Global Regulatory Requirements for Medical Devices

Critical information to effectively navigate Global Regulatory Requirements such as CB scheme, FDA requirements, ASCA, NMPA, Japan, Brazil, and more

Intertek is your trusted partner in navigating the complex world of Global Regulatory Requirements for medical devices. With expertise in standards and certifications worldwide, we provide the tools and guidance you need to achieve compliance and accelerate market entry anywhere in the world.

Our comprehensive services cover critical programs such as the CB scheme, ensuring seamless international certification for safety and performance standards. For manufacturers targeting North America, our ETL certification is recognized as proof of compliance to US and Canadian standards. As an FDA-approved testing laboratory, Intertek participates in the FDA ASCA program, expediting premarket submissions with recognized data for medical device compliance.
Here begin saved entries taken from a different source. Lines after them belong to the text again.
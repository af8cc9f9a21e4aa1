//! Background heartbeat task.

use std::time::Duration;

use tokio::task::JoinHandle;
use tokio::time::Instant;
use tokio::time::MissedTickBehavior;
use tokio_util::sync::CancellationToken;
use tracing::debug;
use tracing::warn;

use super::ServiceRegistry;

/// Handle to a running heartbeat loop. Dropping it stops the loop.
pub struct HeartbeatHandle {
    instance_id: String,
    cancel: CancellationToken,
    task: Option<JoinHandle<()>>,
}

impl HeartbeatHandle {
    pub(super) fn spawn(registry: ServiceRegistry, instance_id: String, period: Duration) -> Self {
        let cancel = CancellationToken::new();
        let task = tokio::spawn(run(registry, instance_id.clone(), period, cancel.clone()));
        Self {
            instance_id,
            cancel,
            task: Some(task),
        }
    }

    pub fn instance_id(&self) -> &str {
        &self.instance_id
    }

    /// Whether the loop has exited, either stopped or because the instance vanished.
    pub fn is_finished(&self) -> bool {
        self.task.as_ref().is_none_or(JoinHandle::is_finished)
    }

    /// Stop the loop and wait for it to exit.
    pub async fn stop(mut self) {
        self.cancel.cancel();
        if let Some(task) = self.task.take()
            && let Err(e) = task.await
        {
            warn!(instance_id = %self.instance_id, error = %e, "heartbeat task failed");
        }
    }
}

impl Drop for HeartbeatHandle {
    fn drop(&mut self) {
        self.cancel.cancel();
    }
}

async fn run(registry: ServiceRegistry, instance_id: String, period: Duration, cancel: CancellationToken) {
    let mut ticker = tokio::time::interval_at(Instant::now() + period, period);
    ticker.set_missed_tick_behavior(MissedTickBehavior::Delay);

    loop {
        tokio::select! {
            _ = cancel.cancelled() => {
                debug!(instance_id = %instance_id, "heartbeat stopped");
                return;
            }
            _ = ticker.tick() => {}
        }

        match registry.heartbeat(&instance_id).await {
            Ok(true) => {}
            Ok(false) => {
                warn!(instance_id = %instance_id, "instance no longer registered, stopping heartbeat");
                return;
            }
            // Transient failure; the next tick retries before the TTL lapses.
            Err(e) => warn!(instance_id = %instance_id, error = %e, "heartbeat failed"),
        }
    }
}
We also support regulatory pathways for key global regions, including China, Japan, and Brazil, helping you overcome regional complexities and gain access to these important markets. Intertek’s Satellite program further empowers manufacturers by enabling in-house testing aligned with international standards, reducing time to market while ensuring compliance with global expectations.

From streamlined certification processes to localized regulatory expertise, Intertek provides a one-stop solution for ensuring your medical devices meet global requirements. Our experts will unlock new opportunities and bring your innovations to patients worldwide with confidence and efficiency.